PROBLEM DESCRIPTION ->
Please copy every line below that contains the string "serde".

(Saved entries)
use std::io::{self, IsTerminal, Read};
use std::path::Path;

use anyhow::{anyhow, Result};
use clap::{Parser, ValueEnum};

use game_item_analyzer::{ImageData, OutputFormat};

#[derive(Parser, Debug)]
#[command(
    name = "game-item-analyzer",
    version,
    about = "Analyze a game item screenshot with a vision model"
)]
struct Cli {
    /// Report language (en, ko, ja, zh). Defaults to the last one used.
    #[arg(short = 'l', long = "lang")]
    lang: Option<String>,

    /// Gemini model name
    #[arg(short = 'm', long = "model")]
    model: Option<String>,

    /// API key (overrides environment variables)
    #[arg(short = 'k', long = "key")]
    key: Option<String>,

    /// Image file to analyze; stdin is read when omitted
    #[arg(short = 'd', long = "data")]
    data: Option<String>,

    /// Output format
    #[arg(short = 'o', long = "output", value_enum, default_value_t = Format::Text)]
    output: Format,

    /// Read extra settings from a local TOML file
    #[arg(short = 'r', long = "read-settings")]
    read_settings: Option<String>,

    /// Show supported report languages and exit
    #[arg(long = "show-enabled-languages")]
    show_enabled_languages: bool,

    /// Serve the HTTP API instead of analyzing one image
    #[arg(long = "server", value_name = "ADDR", num_args = 0..=1, default_missing_value = "")]
    server: Option<String>,

    /// Enable verbose logging
    #[arg(long = "verbose")]
    verbose: bool,
}

#[derive(Clone, Copy, Debug, ValueEnum)]
enum Format {
    Text,
    Json,
}

impl From<Format> for OutputFormat {
    fn from(format: Format) -> Self {
        match format {
            Format::Text => OutputFormat::Text,
            Format::Json => OutputFormat::Json,
        }
    }
}

#[tokio::main]
async fn main() -> Result<()> {
    let cli = Cli::parse();
    game_item_analyzer::logging::init(cli.verbose)?;

    if let Some(addr) = cli.server {
        let settings =
            game_item_analyzer::settings::load_settings(cli.read_settings.as_deref().map(Path::new))?;
        let addr = Some(addr).filter(|addr| !addr.trim().is_empty());
        return game_item_analyzer::server::run_server(settings, cli.key, addr).await;
    }

    let image = if cli.show_enabled_languages {
        None
    } else {
        Some(read_image(cli.data.as_deref())?)
    };

    let output = game_item_analyzer::run(
        game_item_analyzer::Config {
            lang: cli.lang,
            model: cli.model,
            key: cli.key,
            settings_path: cli.read_settings,
            format: cli.output.into(),
            show_enabled_languages: cli.show_enabled_languages,
            announce: io::stderr().is_terminal(),
        },
        image,
    )
    .await?;

    println!("{}", output);
    Ok(())
}

fn read_image(data: Option<&str>) -> Result<ImageData> {
    if let Some(path) = data {
        return ImageData::from_path(Path::new(path));
    }
    if io::stdin().is_terminal() {
        return Err(anyhow!("no image given; pass --data <file> or pipe an image on stdin"));
    }
    let mut buffer = Vec::new();
    io::stdin().read_to_end(&mut buffer)?;
    if buffer.is_empty() {
        return Err(anyhow!("stdin is empty"));
    }
    ImageData::from_bytes(buffer)
}
use anyhow::{anyhow, Result};
use serde::{Deserialize, Serialize};
use std::fmt;
use std::str::FromStr;

#[derive(Debug, Clone, Copy, PartialEq, Eq, Hash, Default, Serialize, Deserialize)]
#[serde(rename_all = "lowercase")]
pub enum Language {
    En,
    #[default]
    Ko,
    Ja,
    Zh,
}

impl Language {
    pub const ALL: [Language; 4] = [Language::En, Language::Ko, Language::Ja, Language::Zh];

    pub fn code(&self) -> &'static str {
        match self {
            Language::En => "en",
            Language::Ko => "ko",
            Language::Ja => "ja",
            Language::Zh => "zh",
        }
    }

    /// Name used inside model instructions.
    pub fn english_name(&self) -> &'static str {
        match self {
            Language::En => "English",
            Language::Ko => "Korean",
            Language::Ja => "Japanese",
            Language::Zh => "Chinese",
        }
    }

    pub fn native_name(&self) -> &'static str {
        match self {
            Language::En => "English",
            Language::Ko => "한국어",
            Language::Ja => "日本語",
            Language::Zh => "中文",
        }
    }

    pub fn parse_code(code: &str) -> Option<Language> {
        let code = normalize_code(code);
        Language::ALL
            .into_iter()
            .find(|language| language.code() == code)
    }
}

impl FromStr for Language {
    type Err = anyhow::Error;

    fn from_str(value: &str) -> Result<Self> {
        Language::parse_code(value).ok_or_else(|| {
            anyhow!(
                "unsupported language code '{}' (expected one of: {})",
                value.trim(),
                supported_codes().join(", ")
            )
        })
    }
}

impl fmt::Display for Language {
    fn fmt(&self, f: &mut fmt::Formatter<'_>) -> fmt::Result {
        f.write_str(self.code())
    }
}

pub fn supported_codes() -> Vec<&'static str> {
    Language::ALL.iter().map(|language| language.code()).collect()
}

fn normalize_code(code: &str) -> String {
    code.trim().to_lowercase()
}

#[cfg(test)]
mod tests {
    use super::*;

    #[test]
    fn parses_codes_case_insensitively() {
        assert_eq!(" KO ".parse::<Language>().unwrap(), Language::Ko);
        assert_eq!(Language::parse_code("zh"), Some(Language::Zh));
    }

    #[test]
    fn rejects_unknown_code_with_supported_list() {
        let err = "fr".parse::<Language>().unwrap_err().to_string();
        assert!(err.contains("'fr'"));
        assert!(err.contains("en, ko, ja, zh"));
    }

    #[test]
    fn defaults_to_korean() {
        assert_eq!(Language::default(), Language::Ko);
    }
}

ANSWER FOR THIS EXERCISE ->
use serde::{Deserialize, Serialize};
#[serde(rename_all = "lowercase")]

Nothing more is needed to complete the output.